> **BRIEF**
Filter the entries beneath this task, copying only the lines that hold the word "struct".

*** Opening DATA ***

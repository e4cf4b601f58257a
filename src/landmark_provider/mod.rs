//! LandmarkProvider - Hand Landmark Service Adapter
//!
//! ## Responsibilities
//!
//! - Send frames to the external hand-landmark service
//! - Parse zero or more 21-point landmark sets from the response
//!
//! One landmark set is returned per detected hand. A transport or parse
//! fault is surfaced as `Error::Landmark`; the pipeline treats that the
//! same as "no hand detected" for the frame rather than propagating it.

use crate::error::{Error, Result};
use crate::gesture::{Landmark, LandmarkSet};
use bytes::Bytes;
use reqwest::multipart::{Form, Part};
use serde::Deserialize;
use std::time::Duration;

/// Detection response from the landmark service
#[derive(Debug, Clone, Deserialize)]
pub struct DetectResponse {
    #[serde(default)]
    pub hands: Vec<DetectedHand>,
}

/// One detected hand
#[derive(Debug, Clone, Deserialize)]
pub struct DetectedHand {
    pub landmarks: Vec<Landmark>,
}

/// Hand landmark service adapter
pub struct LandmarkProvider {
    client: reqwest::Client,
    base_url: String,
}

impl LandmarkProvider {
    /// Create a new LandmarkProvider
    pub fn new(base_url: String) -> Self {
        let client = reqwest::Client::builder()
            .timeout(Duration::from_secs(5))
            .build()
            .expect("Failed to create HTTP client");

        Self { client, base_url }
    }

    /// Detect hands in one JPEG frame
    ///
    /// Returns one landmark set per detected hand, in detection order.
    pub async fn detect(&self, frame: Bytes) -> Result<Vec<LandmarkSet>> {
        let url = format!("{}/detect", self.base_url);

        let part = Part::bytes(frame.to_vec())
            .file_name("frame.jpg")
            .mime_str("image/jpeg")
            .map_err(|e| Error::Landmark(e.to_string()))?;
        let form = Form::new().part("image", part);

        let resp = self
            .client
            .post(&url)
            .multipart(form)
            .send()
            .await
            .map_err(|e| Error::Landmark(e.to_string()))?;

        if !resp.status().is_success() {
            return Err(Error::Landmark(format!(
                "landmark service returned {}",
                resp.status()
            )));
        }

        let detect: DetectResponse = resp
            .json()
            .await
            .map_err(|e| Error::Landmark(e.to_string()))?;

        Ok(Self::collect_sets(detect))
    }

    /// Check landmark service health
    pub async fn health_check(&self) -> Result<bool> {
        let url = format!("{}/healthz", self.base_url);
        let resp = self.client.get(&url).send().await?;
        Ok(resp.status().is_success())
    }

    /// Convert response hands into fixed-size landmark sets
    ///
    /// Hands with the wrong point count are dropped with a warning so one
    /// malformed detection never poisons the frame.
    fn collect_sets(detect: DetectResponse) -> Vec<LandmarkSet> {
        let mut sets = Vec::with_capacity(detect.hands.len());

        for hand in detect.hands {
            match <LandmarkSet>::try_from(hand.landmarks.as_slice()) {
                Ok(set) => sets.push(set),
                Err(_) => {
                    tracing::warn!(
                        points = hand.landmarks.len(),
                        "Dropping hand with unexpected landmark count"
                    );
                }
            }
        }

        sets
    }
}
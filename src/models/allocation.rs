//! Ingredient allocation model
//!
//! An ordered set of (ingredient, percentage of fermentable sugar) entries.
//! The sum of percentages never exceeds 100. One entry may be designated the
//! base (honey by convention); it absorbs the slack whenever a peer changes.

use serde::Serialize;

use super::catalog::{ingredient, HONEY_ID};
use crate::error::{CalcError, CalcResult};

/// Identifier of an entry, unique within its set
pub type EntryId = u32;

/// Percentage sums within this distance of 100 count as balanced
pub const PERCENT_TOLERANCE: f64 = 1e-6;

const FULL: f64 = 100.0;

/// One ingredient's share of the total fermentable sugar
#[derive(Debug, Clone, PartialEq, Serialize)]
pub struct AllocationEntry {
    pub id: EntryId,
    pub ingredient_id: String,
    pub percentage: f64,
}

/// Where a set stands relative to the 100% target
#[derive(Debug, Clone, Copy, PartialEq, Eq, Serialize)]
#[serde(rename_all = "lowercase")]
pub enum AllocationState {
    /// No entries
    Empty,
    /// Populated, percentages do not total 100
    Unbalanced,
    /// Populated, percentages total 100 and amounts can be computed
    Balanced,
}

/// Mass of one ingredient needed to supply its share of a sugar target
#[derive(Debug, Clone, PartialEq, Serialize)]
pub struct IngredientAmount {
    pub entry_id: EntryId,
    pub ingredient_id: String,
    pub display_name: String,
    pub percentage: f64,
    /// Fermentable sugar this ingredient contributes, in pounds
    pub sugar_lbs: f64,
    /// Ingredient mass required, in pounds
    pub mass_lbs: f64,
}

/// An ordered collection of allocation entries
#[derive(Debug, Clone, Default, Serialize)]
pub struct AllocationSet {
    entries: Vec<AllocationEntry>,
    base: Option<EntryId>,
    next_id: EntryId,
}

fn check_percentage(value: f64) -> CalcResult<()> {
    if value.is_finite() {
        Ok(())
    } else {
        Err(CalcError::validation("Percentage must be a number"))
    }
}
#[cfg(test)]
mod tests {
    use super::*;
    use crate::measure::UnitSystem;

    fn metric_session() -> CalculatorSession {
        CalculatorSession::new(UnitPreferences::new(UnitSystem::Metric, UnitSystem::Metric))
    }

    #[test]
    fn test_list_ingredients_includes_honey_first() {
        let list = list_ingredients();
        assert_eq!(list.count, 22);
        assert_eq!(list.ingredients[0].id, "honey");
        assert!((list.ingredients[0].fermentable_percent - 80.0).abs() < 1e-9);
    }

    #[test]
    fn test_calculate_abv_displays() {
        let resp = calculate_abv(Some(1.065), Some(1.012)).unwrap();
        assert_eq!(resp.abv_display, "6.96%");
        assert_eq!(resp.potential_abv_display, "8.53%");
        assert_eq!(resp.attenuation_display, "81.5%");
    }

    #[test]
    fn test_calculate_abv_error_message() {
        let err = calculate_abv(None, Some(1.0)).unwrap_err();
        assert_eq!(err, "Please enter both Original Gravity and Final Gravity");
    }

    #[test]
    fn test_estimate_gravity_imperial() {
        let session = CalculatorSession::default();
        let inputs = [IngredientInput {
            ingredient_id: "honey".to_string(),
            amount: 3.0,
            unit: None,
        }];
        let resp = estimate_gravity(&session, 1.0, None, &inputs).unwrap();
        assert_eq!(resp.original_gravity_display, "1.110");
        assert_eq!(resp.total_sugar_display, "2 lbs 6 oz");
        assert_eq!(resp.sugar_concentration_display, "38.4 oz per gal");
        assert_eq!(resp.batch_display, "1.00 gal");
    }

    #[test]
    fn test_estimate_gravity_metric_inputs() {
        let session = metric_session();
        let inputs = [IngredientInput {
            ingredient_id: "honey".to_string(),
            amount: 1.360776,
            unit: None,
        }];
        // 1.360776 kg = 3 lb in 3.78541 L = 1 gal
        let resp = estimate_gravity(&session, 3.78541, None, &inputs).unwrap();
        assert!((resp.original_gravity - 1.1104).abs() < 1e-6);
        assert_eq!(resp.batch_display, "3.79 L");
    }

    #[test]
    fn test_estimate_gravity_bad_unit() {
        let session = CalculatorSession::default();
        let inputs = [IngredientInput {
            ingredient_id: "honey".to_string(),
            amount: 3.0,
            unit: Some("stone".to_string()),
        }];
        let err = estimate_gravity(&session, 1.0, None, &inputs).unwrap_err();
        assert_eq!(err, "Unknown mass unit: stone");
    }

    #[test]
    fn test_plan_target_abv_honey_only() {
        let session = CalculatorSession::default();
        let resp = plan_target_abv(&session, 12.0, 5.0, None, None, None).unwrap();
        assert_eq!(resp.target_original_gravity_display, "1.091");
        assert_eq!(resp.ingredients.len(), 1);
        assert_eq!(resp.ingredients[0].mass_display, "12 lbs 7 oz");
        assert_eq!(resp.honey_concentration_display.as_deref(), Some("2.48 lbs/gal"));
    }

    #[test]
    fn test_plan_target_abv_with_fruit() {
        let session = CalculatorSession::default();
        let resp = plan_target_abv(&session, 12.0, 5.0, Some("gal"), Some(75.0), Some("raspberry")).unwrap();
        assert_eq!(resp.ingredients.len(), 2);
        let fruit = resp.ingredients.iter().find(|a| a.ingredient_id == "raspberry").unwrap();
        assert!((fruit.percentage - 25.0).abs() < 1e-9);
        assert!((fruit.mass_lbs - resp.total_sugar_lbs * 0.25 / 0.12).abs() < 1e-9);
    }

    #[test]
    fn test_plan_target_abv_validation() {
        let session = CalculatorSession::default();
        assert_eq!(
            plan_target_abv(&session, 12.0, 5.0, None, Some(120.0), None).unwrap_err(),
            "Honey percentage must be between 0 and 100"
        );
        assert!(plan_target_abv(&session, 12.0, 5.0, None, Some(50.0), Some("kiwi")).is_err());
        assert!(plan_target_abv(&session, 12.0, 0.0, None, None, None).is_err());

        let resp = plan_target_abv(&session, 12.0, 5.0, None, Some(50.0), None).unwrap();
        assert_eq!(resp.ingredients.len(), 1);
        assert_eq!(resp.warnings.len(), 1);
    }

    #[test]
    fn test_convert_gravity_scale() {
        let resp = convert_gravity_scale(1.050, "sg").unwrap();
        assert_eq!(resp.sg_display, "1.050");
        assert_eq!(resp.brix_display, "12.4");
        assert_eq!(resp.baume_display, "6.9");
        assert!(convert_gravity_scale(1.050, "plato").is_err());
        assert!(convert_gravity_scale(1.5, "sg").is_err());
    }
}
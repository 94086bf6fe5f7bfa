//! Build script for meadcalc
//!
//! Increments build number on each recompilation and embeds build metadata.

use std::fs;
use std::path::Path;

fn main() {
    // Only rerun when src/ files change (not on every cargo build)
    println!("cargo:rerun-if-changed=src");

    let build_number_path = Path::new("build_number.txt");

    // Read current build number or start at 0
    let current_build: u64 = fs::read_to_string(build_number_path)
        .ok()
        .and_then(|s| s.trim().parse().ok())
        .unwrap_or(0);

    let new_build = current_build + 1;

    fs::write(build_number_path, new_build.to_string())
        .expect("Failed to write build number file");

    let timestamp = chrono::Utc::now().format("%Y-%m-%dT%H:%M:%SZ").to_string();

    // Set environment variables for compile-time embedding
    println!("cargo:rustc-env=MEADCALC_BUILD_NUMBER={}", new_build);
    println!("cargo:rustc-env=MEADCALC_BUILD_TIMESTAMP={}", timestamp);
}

*** Closing DATA ***

> **ANSWER SPACE**
pub struct DetectResponse {
pub struct DetectedHand {
pub struct LandmarkProvider {
pub struct AllocationEntry {
pub struct IngredientAmount {
pub struct AllocationSet {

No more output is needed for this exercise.